A insistência do garoto Maurício (que já tocava cavaquinho desde os seis anos de idade) em aprender o violão lhe propiciou uma contribuição de seu irmão José Oliveira e do linotipista do Diário Oficial José Ruflno (ambos violonistas). Com toda essa ajuda, Maurício começava a entender a arte do Violão sem frequentar escola, de forma artesanal (auto-didata). Em 1936, quando Maurício e seu irmão José tocavam na Festa de São Pedro na Praia do Suá, apareceu um senhor admirado com a apresentação e lhes fez uma proposta. Era Clóvis Gomes, Diretor Artístico da Rádio Espírito Santo e os convidou para ingressar no rádio. Em 1937 formaram então a dupla "Os Irmãos Oliveira" e por mais de dois anos ensaiaram gratuitamente para a Espírito Santo, pois enquanto não houvesse a concessão do governo federal, a rádio não poderia entrar oficialmente no ar. Nesse espaço de tempo, as atrações musicais da rádio se encontravam permanentemente em Jucutuquara, na casa de Didi Chagas (a quem Maurício chama carinhosamente de "a Carmen Miranda capixaba"). Para lá iam Luís Noronha, Sucupira, Zezito Haddad, Clóvis Cruz e muitos outros. Estreando sua extensa programação em setembro de 1940, a Rádio Espírito Santo, em termos musicais, contava inicialmente com a Orquestra de Clóvis Cruz, o Regional de Luis Noronha, a dupla sertaneja "Sebastião e Peixinho" e "Os Irmãos Oliveira". Como podemos perceber, Maurício de Oliveira, apesar de ainda ser adolescente, mantinha um contato frequente com os maiores nomes da música capixaba.

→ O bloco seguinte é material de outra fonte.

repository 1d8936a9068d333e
//! In-memory collaborators.
//!
//! [`MemoryHistory`] models a browser session history: a stack of entries with
//! a cursor, where traversals move the cursor immediately but `popstate`
//! notifications are queued and delivered later by [`flush`](MemoryHistory::flush),
//! as the browser's event loop would. [`MemoryRouter`] is a minimal framework
//! router and location on top of it. Together they let the adapters run in
//! headless hosts and tests.

use crate::history::{HistoryAdapter, HistoryBackend, PopStateDisposition, PopStateEvent};
use crate::router::{Location, NavigateOptions, Router};
use crate::trace_log;
use std::cell::{Cell, RefCell};
use std::collections::VecDeque;
use std::fmt;
use std::rc::Rc;

type PopStateListener = Rc<dyn Fn(&PopStateEvent) -> PopStateDisposition>;
type EntryListener = Rc<dyn Fn(usize)>;

// ============================================================================
// MemoryHistory
// ============================================================================

struct HistoryState {
    /// Navigation history stack
    entries: Vec<String>,
    /// Current position in history
    current: usize,
    /// Undelivered `popstate` events
    queue: VecDeque<PopStateEvent>,
    /// Listeners in dispatch order; capture listeners come first
    listeners: Vec<PopStateListener>,
    /// Told about entries created by `push_state`/`replace_state`
    entry_listeners: Vec<EntryListener>,
}

/// Session history kept in memory. Clones share the same history.
#[derive(Clone)]
pub struct MemoryHistory {
    state: Rc<RefCell<HistoryState>>,
}

impl MemoryHistory {
    /// Create a history with a single entry.
    pub fn new(initial: impl Into<String>) -> Self {
        Self {
            state: Rc::new(RefCell::new(HistoryState {
                entries: vec![initial.into()],
                current: 0,
                queue: VecDeque::new(),
                listeners: Vec::new(),
                entry_listeners: Vec::new(),
            })),
        }
    }

    /// URL of the current entry.
    pub fn current_url(&self) -> String {
        let state = self.state.borrow();
        state.entries[state.current].clone()
    }

    /// Position of the current entry.
    pub fn index(&self) -> usize {
        self.state.borrow().current
    }

    /// Number of entries.
    pub fn len(&self) -> usize {
        self.state.borrow().entries.len()
    }

    /// Whether the history is empty. It never is: it starts with one entry.
    pub fn is_empty(&self) -> bool {
        self.state.borrow().entries.is_empty()
    }

    /// Add an entry after the current one, dropping forward history.
    pub fn push_state(&self, url: impl Into<String>) {
        let next = {
            let mut state = self.state.borrow_mut();
            let next = state.current + 1;
            state.entries.truncate(next);
            state.entries.push(url.into());
            state.current = next;
            next
        };
        self.entry_changed(next);
    }

    /// Replace the current entry.
    pub fn replace_state(&self, url: impl Into<String>) {
        let current = {
            let mut state = self.state.borrow_mut();
            let current = state.current;
            state.entries[current] = url.into();
            current
        };
        self.entry_changed(current);
    }

    fn entry_changed(&self, index: usize) {
        let listeners = self.state.borrow().entry_listeners.clone();
        for listener in listeners {
            listener(index);
        }
    }

    /// Move the cursor by `delta` and queue a `popstate` event.
    ///
    /// Out-of-range traversals and `go(0)` do nothing and return `false`.
    pub fn go(&self, delta: isize) -> bool {
        let mut state = self.state.borrow_mut();
        let Some(target) = state.current.checked_add_signed(delta) else {
            return false;
        };
        if delta == 0 || target >= state.entries.len() {
            return false;
        }
        state.current = target;
        let event = PopStateEvent::new(state.entries[target].clone(), Some(target));
        trace_log!("Queued popstate to '{}' ({})", event.url, target);
        state.queue.push_back(event);
        true
    }

    /// `go(-1)`
    pub fn back(&self) {
        let _ = self.go(-1);
    }

    /// `go(1)`
    pub fn forward(&self) {
        let _ = self.go(1);
    }

    /// Check if can go back.
    pub fn can_go_back(&self) -> bool {
        self.state.borrow().current > 0
    }

    /// Check if can go forward.
    pub fn can_go_forward(&self) -> bool {
        let state = self.state.borrow();
        state.current + 1 < state.entries.len()
    }

    /// Listen for `popstate` after already registered listeners.
    pub fn add_listener(&self, listener: impl Fn(&PopStateEvent) -> PopStateDisposition + 'static) {
        self.state.borrow_mut().listeners.push(Rc::new(listener));
    }

    /// Listen for `popstate` before every other listener.
    pub fn add_capture_listener(
        &self,
        listener: impl Fn(&PopStateEvent) -> PopStateDisposition + 'static,
    ) {
        self.state.borrow_mut().listeners.insert(0, Rc::new(listener));
    }

    /// Route `popstate` through `adapter` ahead of the framework and keep it
    /// informed of pushed and replaced entries.
    pub fn attach(&self, adapter: &HistoryAdapter) {
        let weak = adapter.downgrade();
        self.add_capture_listener(move |event| weak.on_pop_state(event));
        let weak = adapter.downgrade();
        self.state
            .borrow_mut()
            .entry_listeners
            .push(Rc::new(move |index: usize| weak.entry_changed(Some(index))));
        adapter.entry_changed(Some(self.index()));
    }

    /// Whether events are waiting for [`flush`](Self::flush).
    pub fn has_pending_events(&self) -> bool {
        !self.state.borrow().queue.is_empty()
    }

    /// Deliver queued events, including those queued by listeners meanwhile.
    ///
    /// Returns the number of events delivered.
    pub fn flush(&self) -> usize {
        let mut delivered = 0;
        loop {
            let (event, listeners) = {
                let mut state = self.state.borrow_mut();
                let Some(event) = state.queue.pop_front() else {
                    break;
                };
                (event, state.listeners.clone())
            };
            for listener in listeners {
                if listener(&event) == PopStateDisposition::Suppress {
                    break;
                }
            }
            delivered += 1;
        }
        delivered
    }
}

impl HistoryBackend for MemoryHistory {
    fn go(&self, delta: isize) -> bool {
        MemoryHistory::go(self, delta)
    }

    fn current_index(&self) -> Option<usize> {
        Some(self.index())
    }

    fn connect(&self, adapter: &HistoryAdapter) {
        self.attach(adapter);
    }
}

impl fmt::Debug for MemoryHistory {
    fn fmt(&self, f: &mut fmt::Formatter<'_>) -> fmt::Result {
        let state = self.state.borrow();
        f.debug_struct("MemoryHistory")
            .field("entries", &state.entries)
            .field("current", &state.current)
            .field("queued", &state.queue.len())
            .finish_non_exhaustive()
    }
}

// ============================================================================
// MemoryRouter
// ============================================================================

/// Framework-side router over a [`MemoryHistory`].
///
/// Tracks the location it has *rendered*, which only follows `popstate`
/// events that were allowed to propagate.
pub struct MemoryRouter {
    history: MemoryHistory,
    rendered: Rc<RefCell<String>>,
    refreshes: Cell<usize>,
}

impl MemoryRouter {
    /// Create a router rendering the history's current entry.
    pub fn new(history: MemoryHistory) -> Self {
        let rendered = Rc::new(RefCell::new(history.current_url()));
        let on_pop = Rc::clone(&rendered);
        history.add_listener(move |event| {
            on_pop.borrow_mut().clone_from(&event.url);
            PopStateDisposition::Propagate
        });
        Self {
            history,
            rendered,
            refreshes: Cell::new(0),
        }
    }

    /// The underlying history.
    pub fn history(&self) -> &MemoryHistory {
        &self.history
    }

    /// Location the framework currently shows.
    pub fn rendered(&self) -> String {
        self.rendered.borrow().clone()
    }

    /// How many times [`refresh`](Router::refresh) ran.
    pub fn refresh_count(&self) -> usize {
        self.refreshes.get()
    }

    fn show(&self, url: &str) {
        url.clone_into(&mut self.rendered.borrow_mut());
    }
}

impl Router for MemoryRouter {
    fn push(&self, href: &str, _options: NavigateOptions) {
        self.history.push_state(href);
        self.show(href);
    }

    fn replace(&self, href: &str, _options: NavigateOptions) {
        self.history.replace_state(href);
        self.show(href);
    }

    fn refresh(&self) {
        self.refreshes.set(self.refreshes.get() + 1);
    }
}

impl Location for MemoryRouter {
    fn href(&self) -> String {
        self.history.current_url()
    }

    fn assign(&self, url: &str) {
        Router::push(self, url, NavigateOptions::default());
    }

    fn replace(&self, url: &str) {
        Router::replace(self, url, NavigateOptions::default());
    }
}

impl fmt::Debug for MemoryRouter {
    fn fmt(&self, f: &mut fmt::Formatter<'_>) -> fmt::Result {
        f.debug_struct("MemoryRouter")
            .field("history", &self.history)
            .field("rendered", &self.rendered())
            .finish_non_exhaustive()
    }
}
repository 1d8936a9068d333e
//! History-traversal adapter.
//!
//! Back/forward cannot be cancelled: by the time `popstate` fires the
//! location has already changed. The adapter therefore *simulates* the
//! cancel:
//!
//! 1. A traversal arrives while at least one guard is enabled for it.
//! 2. The adapter immediately traverses the opposite way (`go(-delta)`), so
//!    the location looks as if nothing happened, and hides the event from the
//!    framework.
//! 3. The guards are evaluated for the entry that was being navigated to.
//! 4. On allow the adapter re-issues `go(delta)` and lets that event reach the
//!    framework, which renders the destination as native traversal would have.
//!    On deny nothing else happens.
//!
//! Events produced by the adapter's own traversals are recognised by the
//! entry they land on and never guarded again. Reverts aim at the entry the
//! user was on, measured from wherever the backend is when the revert is
//! issued, so several traversals in quick succession still end up where the
//! guards left them. With no enabled guard the adapter is a passthrough, and an
//! entry whose position is unknown (created before the adapter attached) is
//! never reverted, so an unused provider cannot corrupt history.

use crate::attempt::{NavigationAttempt, NavigationType, Verdict};
use crate::executor::{run_or_spawn, Executor};
use crate::protocol::Evaluation;
use crate::registry::{snapshot_weak, WeakRegistry};
use crate::{debug_log, trace_log};
use std::cell::RefCell;
use std::collections::VecDeque;
use std::fmt;
use std::rc::{Rc, Weak};

// ============================================================================
// Collaborator types
// ============================================================================

/// A `popstate` notification.
#[derive(Debug, Clone, PartialEq, Eq)]
pub struct PopStateEvent {
    /// URL of the entry that is now current.
    pub url: String,
    /// Position of that entry in the session history, if it was stamped.
    pub index: Option<usize>,
}

impl PopStateEvent {
    /// Create an event for the entry at `index`.
    pub fn new(url: impl Into<String>, index: Option<usize>) -> Self {
        Self {
            url: url.into(),
            index,
        }
    }
}

/// Whether a `popstate` event may reach the framework's own listeners.
#[derive(Debug, Clone, Copy, PartialEq, Eq)]
pub enum PopStateDisposition {
    /// Let the framework react to the new entry.
    Propagate,
    /// Hide the event; the adapter is handling it.
    Suppress,
}

/// Session history as seen by the adapter.
pub trait HistoryBackend {
    /// Traverse `delta` entries (negative is back). Returns whether a
    /// traversal was started, i.e. whether a `popstate` will follow.
    fn go(&self, delta: isize) -> bool;

    /// Position of the current entry, if known.
    fn current_index(&self) -> Option<usize>;

    /// Start delivering this history's events to `adapter`.
    ///
    /// Called once by the provider after it creates the adapter. Backends
    /// whose events arrive from elsewhere (the DOM listeners of
    /// `web::attach`) keep the default, which does nothing.
    fn connect(&self, _adapter: &HistoryAdapter) {}
}

// ============================================================================
// HistoryAdapter
// ============================================================================

#[derive(Debug, Default)]
struct TraversalState {
    /// The entry the user is on as far as the guards are concerned.
    current_index: Option<usize>,
    /// Landing entry and disposition of each `go` we issued, in issue order.
    own_traversals: VecDeque<(usize, PopStateDisposition)>,
    evaluating: bool,
}

impl TraversalState {
    /// Claim `index` as the landing of one of our own traversals. Older
    /// entries still queued in front of it will never land and are dropped.
    fn take_own(&mut self, index: Option<usize>) -> Option<PopStateDisposition> {
        let index = index?;
        let position = self
            .own_traversals
            .iter()
            .position(|(landing, _)| *landing == index)?;
        let (_, disposition) = self.own_traversals.drain(..=position).last()?;
        Some(disposition)
    }
}

struct HistoryInner {
    registry: WeakRegistry,
    backend: Rc<dyn HistoryBackend>,
    executor: Rc<dyn Executor>,
    state: RefCell<TraversalState>,
}

/// Guards back/forward traversals of one session history.
#[derive(Clone)]
pub struct HistoryAdapter {
    inner: Rc<HistoryInner>,
}

impl HistoryAdapter {
    /// Attach to `backend`, recording the current entry's position.
    pub fn new(
        registry: WeakRegistry,
        backend: Rc<dyn HistoryBackend>,
        executor: Rc<dyn Executor>,
    ) -> Self {
        let current_index = backend.current_index();
        debug_log!("History adapter attached at index {:?}", current_index);
        Self {
            inner: Rc::new(HistoryInner {
                registry,
                backend,
                executor,
                state: RefCell::new(TraversalState {
                    current_index,
                    ..TraversalState::default()
                }),
            }),
        }
    }

    /// Non-owning handle, for listeners stored inside the backend itself.
    pub fn downgrade(&self) -> WeakHistoryAdapter {
        WeakHistoryAdapter {
            inner: Rc::downgrade(&self.inner),
        }
    }

    /// Position the adapter believes is current.
    pub fn current_index(&self) -> Option<usize> {
        self.inner.state.borrow().current_index
    }

    /// Whether a traversal is waiting for its verdict.
    pub fn is_evaluating(&self) -> bool {
        self.inner.state.borrow().evaluating
    }

    /// Record a new current entry created by `pushState`/`replaceState`.
    pub fn entry_changed(&self, index: Option<usize>) {
        self.inner.state.borrow_mut().current_index = index;
    }

    /// Handle a `popstate` event before any framework listener sees it.
    pub fn on_pop_state(&self, event: &PopStateEvent) -> PopStateDisposition {
        let (from, to) = {
            let mut state = self.inner.state.borrow_mut();
            if let Some(disposition) = state.take_own(event.index) {
                trace_log!("Own traversal landed on '{}' ({:?})", event.url, disposition);
                state.current_index = event.index;
                return disposition;
            }

            match (state.current_index, event.index) {
                (Some(from), Some(to)) if from != to => (from, to),
                (Some(_), Some(_)) => return PopStateDisposition::Propagate,
                _ => {
                    state.current_index = event.index;
                    debug_log!("Traversal to '{}' has no known position, not guarding", event.url);
                    return PopStateDisposition::Propagate;
                }
            }
        };

        let delta = offset(from, to);
        let attempt = NavigationAttempt::new(event.url.clone(), NavigationType::traversal(delta));
        let evaluation = Evaluation::new(&snapshot_weak(&self.inner.registry), attempt);
        if !evaluation.is_guarded() {
            self.inner.state.borrow_mut().current_index = Some(to);
            return PopStateDisposition::Propagate;
        }

        debug_log!("Reverting traversal by {} to '{}'", delta, event.url);
        self.traverse_to(from, to, PopStateDisposition::Suppress);

        if std::mem::replace(&mut self.inner.state.borrow_mut().evaluating, true) {
            debug_log!("Traversal evaluation already pending, ignoring '{}'", event.url);
            return PopStateDisposition::Suppress;
        }

        let adapter = self.clone();
        run_or_spawn(self.inner.executor.as_ref(), async move {
            let verdict = evaluation.run().await;
            adapter.finish(from, to, &verdict);
        });
        PopStateDisposition::Suppress
    }

    fn finish(&self, from: usize, to: usize, verdict: &Verdict) {
        self.inner.state.borrow_mut().evaluating = false;
        if verdict.is_allow() {
            debug_log!("Re-applying traversal to index {}", to);
            self.traverse_to(to, from, PopStateDisposition::Propagate);
        }
    }

    /// Issue a `go` landing on `target`, measured from the backend's current
    /// entry (`assumed` when the backend cannot tell), and remember how the
    /// resulting event is to be handled.
    fn traverse_to(&self, target: usize, assumed: usize, disposition: PopStateDisposition) {
        let position = self.inner.backend.current_index().unwrap_or(assumed);
        let delta = offset(position, target);
        if delta == 0 {
            trace_log!("Already on index {}", target);
            return;
        }
        if self.inner.backend.go(delta) {
            self.inner
                .state
                .borrow_mut()
                .own_traversals
                .push_back((target, disposition));
        } else {
            debug_log!("Traversal by {} to index {} was not started", delta, target);
        }
    }
}

impl fmt::Debug for HistoryAdapter {
    fn fmt(&self, f: &mut fmt::Formatter<'_>) -> fmt::Result {
        f.debug_struct("HistoryAdapter")
            .field("state", &self.inner.state.borrow())
            .finish_non_exhaustive()
    }
}

/// Weak counterpart of [`HistoryAdapter`].
#[derive(Clone)]
pub struct WeakHistoryAdapter {
    inner: Weak<HistoryInner>,
}

impl WeakHistoryAdapter {
    /// The adapter, if it still exists.
    pub fn upgrade(&self) -> Option<HistoryAdapter> {
        self.inner.upgrade().map(|inner| HistoryAdapter { inner })
    }

    /// Forward a new current entry to the adapter, if it still exists.
    pub fn entry_changed(&self, index: Option<usize>) {
        if let Some(adapter) = self.upgrade() {
            adapter.entry_changed(index);
        }
    }

    /// Forward `event` to the adapter; a dropped adapter lets everything through.
    pub fn on_pop_state(&self, event: &PopStateEvent) -> PopStateDisposition {
        self.upgrade()
            .map_or(PopStateDisposition::Propagate, |adapter| {
                adapter.on_pop_state(event)
            })
    }
}

#[allow(clippy::cast_possible_wrap)]
fn offset(from: usize, to: usize) -> isize {
    to as isize - from as isize
}
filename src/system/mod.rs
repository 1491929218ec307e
pub mod domain;
pub mod error;
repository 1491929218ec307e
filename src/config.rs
pub mod servicios {
    pub const USUARIOS_URL: &str = "https://ms-usuario-5m0i.onrender.com";
    pub const CATALOGO_URL: &str = "https://ms-catalogo-hora.onrender.com";
    pub const CARRITO_URL: &str = "https://ms-carrito-zqlc.onrender.com";
    pub const EXTERNO_URL: &str = "https://ms-catalogo-hora.onrender.com";
}

pub mod http {
    use std::time::Duration;

    /// Los servicios en Render tardan en despertar (cold start).
    pub const TIMEOUT_SECS: u64 = 30;
    pub const CONNECT_TIMEOUT: Duration = Duration::from_secs(10);
    pub const USER_AGENT: &str = concat!("mundo_pelota/", env!("CARGO_PKG_VERSION"));
}

pub mod catalogo {
    pub const FALLBACK_LOCAL: bool = true;
    pub const DECIMALES_USD: u32 = 2;
}
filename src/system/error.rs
//! Taxonomía de errores del cliente.
//!
//! Todo error termina siendo un mensaje visible para el usuario: el texto de
//! `Display` de cada variante es lo que se muestra.

use reqwest::StatusCode;
use thiserror::Error;


pub type Resultado<T> = Result<T, ErrorTienda>;


#[derive(Error, Debug)]
pub enum ErrorTienda {
    #[error("Producto no encontrado: {id}")]
    NoEncontrado { id: i64 },

    #[error("Sin stock: {nombre}")]
    SinStock { nombre: String },

    #[error("Error de conexión: {0}")]
    Red(#[from] reqwest::Error),

    #[error("Error {status}")]
    Http { status: StatusCode },

    #[error("Respuesta vacía del servidor")]
    CuerpoVacio,

    #[error("Respuesta inválida del servidor: {0}")]
    Decodificacion(#[from] serde_json::Error),

    #[error("Rechazado por el servidor: {mensaje}")]
    Rechazado { mensaje: String },

    #[error("{campo}: {mensaje}")]
    Validacion { campo: String, mensaje: String },

    #[error("Debe iniciar sesión")]
    SinSesion,

    #[error("Se requiere una sesión de administrador")]
    SinPermiso,

    #[error("Configuración inválida: {0}")]
    Configuracion(String),
}


impl ErrorTienda {
    pub fn no_encontrado(id: i64) -> Self {
        Self::NoEncontrado { id }
    }

    pub fn sin_stock(nombre: impl Into<String>) -> Self {
        Self::SinStock { nombre: nombre.into() }
    }

    pub fn validacion(campo: impl Into<String>, mensaje: impl Into<String>) -> Self {
        Self::Validacion {
            campo: campo.into(),
            mensaje: mensaje.into(),
        }
    }

    pub fn rechazado(mensaje: impl Into<String>) -> Self {
        Self::Rechazado { mensaje: mensaje.into() }
    }
}


#[cfg(test)]
mod tests {
    use super::*;

    #[test]
    fn mensajes_visibles_para_el_usuario() {
        assert_eq!(ErrorTienda::no_encontrado(7).to_string(), "Producto no encontrado: 7");
        assert_eq!(ErrorTienda::sin_stock("Molten GG7X").to_string(), "Sin stock: Molten GG7X");
        assert_eq!(
            ErrorTienda::Http { status: StatusCode::NOT_FOUND }.to_string(),
            "Error 404 Not Found"
        );
        assert_eq!(
            ErrorTienda::validacion("email", "El email es requerido").to_string(),
            "email: El email es requerido"
        );
    }
}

Apesar de sua preferência pela MPB, Maurício de Oliveira nunca se mostrou sectário em relação às outras tendências musicais. Apreciador de Blues e Jazz, permitiu que suas habilidades fluíssem de forma eclética nas interpretações de clássicos nacionais e internacionais, músicas de influências latinas e até Beatles. Recentemente compós algumas obras para o teatro, como na peça "A Dança do Chico Prego", apresentada pelo Grupo Negraô. Em sua carreira artística, Maurício cataloga mais de cem composições (uma obra considerável, se levarmos em conta que são músicas instrumentais para violão ou regional, nos seus estilos variados como marchas, valsas, polcas, chorinhos, maxixes, etc.) e uma discografia em seu currículo jamais alcançada por outro instrumentista capixaba.